Grand Prince of Joseon
- Born: Yi Yo (이요; 李㴭) 10 December 1622 Joseon
- Died: 13 May 1658 (aged 35) Joseon
- Spouse: Princess Consort Bokcheon of the Dongbok Oh clan
- Issue: 6 sons and 4 daughters
- House: House of Yi
- Father: Injo of Joseon (biological) Grand Prince Neungchang (adopted)
- Mother: Queen Inyeol (biological)

Korean name
- Hangul: 이요
- Hanja: 李㴭
- RR: I Yo
- MR: I Yo

Royal title
- Hangul: 인평대군
- Hanja: 麟坪大君
- RR: Inpyeong daegun
- MR: Inp'yŏng taegun

= Grand Prince Inp'yŏng =

Korean nobleman and prisoner (1622–1658)

Grand Prince Inp'yŏng (10 December 1622 – 13 May 1658) was the third son of King Injo of Joseon. After the death of Grand Prince Neungchang, Inp'yŏng became his adopted son. When his father surrendered to the Qing dynasty, Grand Prince Inp'yŏng was sent to Qing as a hostage. His 10th generation descendant was Gojong of Korea who became king upon the death of King Cheoljong.

== Biography ==
On 10 December 1622, in Lunar calendar, Grand Prince Inp'yŏng was born as the son of Prince Neungyang, the grandson of Seonjo. He entered the palace after his father became the king by coup in 1623. In 1629, Inp'yŏng became grand prince. He had his marriage in 1634, age of 12 with Lady Oh of the Dongbok Oh clan who was the second daughter of Oh Dan, one of the officials of Injo.

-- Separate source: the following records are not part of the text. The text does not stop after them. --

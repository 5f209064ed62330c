// SPDX-License-Identifier: BUSL-1.1
// Copyright (c) 2026 Alfred Jean LLC

use super::*;
use crate::scheduler::{TickCallback, TokioScheduler};
use df_adapters::{FakeSessionHost, HostCall, MemoryStatsStore, SessionHost};
use df_core::{Event, FakeClock, FarmStatus};
use std::time::Duration;

struct Fixture {
    exec: Arc<Executor<FakeSessionHost, MemoryStatsStore, FakeClock>>,
    host: FakeSessionHost,
    store: MemoryStatsStore,
    scheduler: TokioScheduler<FakeClock>,
}

fn setup() -> Fixture {
    let host = FakeSessionHost::new();
    let store = MemoryStatsStore::new();
    let clock = FakeClock::new();
    let scheduler = TokioScheduler::new(clock.clone());
    let events = EventBus::new();
    let exec = Arc::new(Executor::new(
        host.clone(),
        store.clone(),
        clock,
        SiteCatalog::new(),
        Arc::new(scheduler.clone()),
        WorkQueue::new(1, events.clone()),
        events,
    ));
    Fixture {
        exec,
        host,
        store,
        scheduler,
    }
}

fn noop() -> TickCallback {
    Arc::new(|_: &str| {})
}

#[tokio::test]
async fn persist_effect_saves_farm_stats() {
    let f = setup();
    let mut farm = Farm::new("a", "noop", "https://a");
    farm.sessions_opened = 3;
    f.exec.registry.insert(farm).unwrap();

    f.exec
        .execute(Effect::PersistStats {
            farm_id: FarmId::new("a"),
        })
        .await;

    let stats = f.store.get(&FarmId::new("a")).unwrap();
    assert_eq!(stats.sessions_opened, 3);
}

#[tokio::test]
async fn emit_effect_publishes_event() {
    let f = setup();
    let mut rx = f.exec.events.subscribe();

    f.exec.execute(Effect::Emit(Event::QueuePaused)).await;

    assert_eq!(rx.try_recv().unwrap(), Event::QueuePaused);
}

#[tokio::test]
async fn trigger_effects_drive_scheduler() {
    let f = setup();
    f.scheduler.add("a", Duration::from_secs(60), false, noop());
    let id = FarmId::new("a");

    f.exec
        .execute(Effect::StartTrigger {
            farm_id: id.clone(),
        })
        .await;
    assert!(f.scheduler.next_fire("a").is_some());

    f.exec
        .execute(Effect::StopTrigger {
            farm_id: id.clone(),
        })
        .await;
    assert_eq!(f.scheduler.next_fire("a"), None);
}

#[tokio::test]
async fn destroying_a_gone_session_continues_with_the_rest() {
    let f = setup();
    let live = f.host.create("https://a/live", false).await.unwrap();

    f.exec
        .execute(Effect::DestroySessions {
            farm_id: FarmId::new("a"),
            handles: vec![HandleId::new("missing"), live.clone()],
        })
        .await;

    assert!(!f.host.is_open(&live));
    assert!(f.host.calls().contains(&HostCall::Destroy { handle: live }));
}

#[tokio::test]
async fn disable_closes_every_session_the_farm_holds() {
    let f = setup();
    let checker = f.host.create("https://a", false).await.unwrap();
    let activity = f.host.create("https://a/live", false).await.unwrap();
    let mut farm = Farm::new("a", "noop", "https://a");
    farm.sessions.set_checker(checker);
    farm.sessions.push_activity(activity, "https://a/live");
    f.exec.registry.insert(farm).unwrap();

    let farm = f.exec.feed(&FarmId::new("a"), FarmEvent::Disable).await.unwrap();

    assert!(!farm.enabled);
    assert!(farm.sessions.is_empty());
    assert_eq!(f.host.open_count(), 0);
}

#[tokio::test]
async fn restart_hook_runs_once() {
    let f = setup();
    f.exec
        .registry
        .insert(Farm::new("a", "noop", "https://a"))
        .unwrap();
    let id = FarmId::new("a");
    f.exec.set_restart_hook(&id, RestartHook::ClearCache);

    for _ in 0..2 {
        f.exec
            .execute(Effect::RunRestartHook {
                farm_id: id.clone(),
            })
            .await;
    }

    let cleared = f
        .host
        .calls()
        .iter()
        .filter(|call| matches!(call, HostCall::ClearData { .. }))
        .count();
    assert_eq!(cleared, 1);
    assert_eq!(f.host.open_count(), 0);
    assert!(f.exec.farm(&id).unwrap().sessions.is_empty());
}

#[tokio::test]
async fn close_notice_for_unowned_session_is_ignored() {
    let f = setup();
    f.exec
        .registry
        .insert(Farm::new("a", "noop", "https://a"))
        .unwrap();

    f.exec.session_closed(HandleId::new("stray")).await;

    assert_eq!(f.exec.farm(&FarmId::new("a")).unwrap().status, FarmStatus::Idle);
}

#[tokio::test]
async fn early_close_notice_is_claimed_once() {
    let f = setup();
    let handle = HandleId::new("early");

    f.exec.session_closed(handle.clone()).await;

    assert!(f.exec.take_early_close(&handle));
    assert!(!f.exec.take_early_close(&handle));
    assert!(!f.exec.take_early_close(&HandleId::new("other")));
}

#[tokio::test]
async fn early_close_buffer_is_bounded() {
    let f = setup();
    for i in 0..=EARLY_CLOSE_CAPACITY {
        f.exec.session_closed(HandleId::new(format!("h{i}"))).await;
    }

    assert!(!f.exec.take_early_close(&HandleId::new("h0")));
    assert!(f.exec.take_early_close(&HandleId::new(format!("h{EARLY_CLOSE_CAPACITY}"))));
}
// SPDX-License-Identifier: BUSL-1.1
// Copyright (c) 2026 Alfred Jean LLC

//! Site adapter that never finds any activity

use super::{SiteAdapter, SiteError, SiteSessions};
use async_trait::async_trait;

/// Site adapter that logs in trivially and never reports live activity.
///
/// Registered by `dfd` under the `noop` tag so a farm can be scheduled
/// without any site automation attached.
#[derive(Clone, Debug)]
pub struct NoOpSiteAdapter {
    tag: String,
}

impl NoOpSiteAdapter {
    pub fn new(tag: impl Into<String>) -> Self {
        Self { tag: tag.into() }
    }
}

impl Default for NoOpSiteAdapter {
    fn default() -> Self {
        Self::new("noop")
    }
}

#[async_trait]
impl SiteAdapter for NoOpSiteAdapter {
    fn tag(&self) -> &str {
        &self.tag
    }

    async fn login(&self, _sessions: &mut dyn SiteSessions) -> Result<(), SiteError> {
        Ok(())
    }

    async fn still_active(&self, _sessions: &mut dyn SiteSessions) -> Result<(), SiteError> {
        Ok(())
    }

    async fn start_activity(&self, _sessions: &mut dyn SiteSessions) -> Result<(), SiteError> {
        Ok(())
    }
}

After the Qing invasion of Joseon, Grand Prince Inp'yŏng with Crown Prince Sohyeon, and Grand Prince Bongrim were sent to Qing dynasty. Like his brothers, Inp'yŏng was repeatedly being sent back to Joseon. Because of this, Inp'yŏng got great stress, and got serious illness. The visits to Qing for Inp'yŏng did not end after the death of Injo of Joseon. During the reign of Hyojong of Joseon, Inp'yŏng was again sent to Qing as an ambassador. But, the public opinion of Inp'yŏng was only worsen.

Officials argued that Inp'yŏng is trying to get hospitality by visiting the Qing Dynasty a lot. Song Si-yeol was angry on how Hyojong was against his father's advice of taking care of Inp'yŏng but, sending him as an ambassador to the tiger cave (which meant the Qing dynasty). In 1658, with the illness that Inp'yŏng got while visiting Qing dynasty a lot, he died on 13 May 1658 (Lunar Calendar). Hyojong weeped for his younger brother which made him want to stay at Inp'yŏng's house too long to the point his officials had to come back to the palace. Hyojong eventually came back to the palace.

== Family ==
- Father - Injo of Joseon (조선 인조; 7 December 1595 – 17 June 1649)
- Mother - Queen Inyeol of the Cheongju Han clan (인렬왕후 한씨; 16 August 1594 – 16 January 1636)
- Consort - Princess Consort Bokcheon of the Dongbok Oh clan (복천부부인 동복 오씨; 1622–1658); second daughter of Oh Dan (오단; 1592–1640)
- Issue
  - Son - Yi Ok, Prince Boknyeong (이욱 복녕군; 1639–1670)
  - Unnamed son (1640–1646)
  - Son - Yi Jeong, Prince Bokchang (이정; 1641–1680)
  - Unnamed son (1642–1647)
  - Son - Yi Nam, Prince Bokpyeong (이남; 1647–1680)
  - Son - Yi Yeon, Prince Bokseon (이연; 1648–1452)
  - Daughter - Lady Yi of the Jeonju Yi clan (전주 이씨; 1651–?)
  - Daughter - Lady Yi of the Jeonju Yi clan (전주 이씨; 1653–1658)
  - Daughter - Lady Yi of the Jeonju Yi clan (전주 이씨; 1654–1660)
  - Daughter - Yi Geum-on (이금온, 李金溫), Lady Yi of the Jeonju Yi clan (전주 이씨; 1654–1686)

==In popular culture==
- Portrayed by Choi Woo-sung in the TV series Daemyeong.
- Portrayed by Ji Eun-sung in the TV series Blooded Palace: The War of Flowers.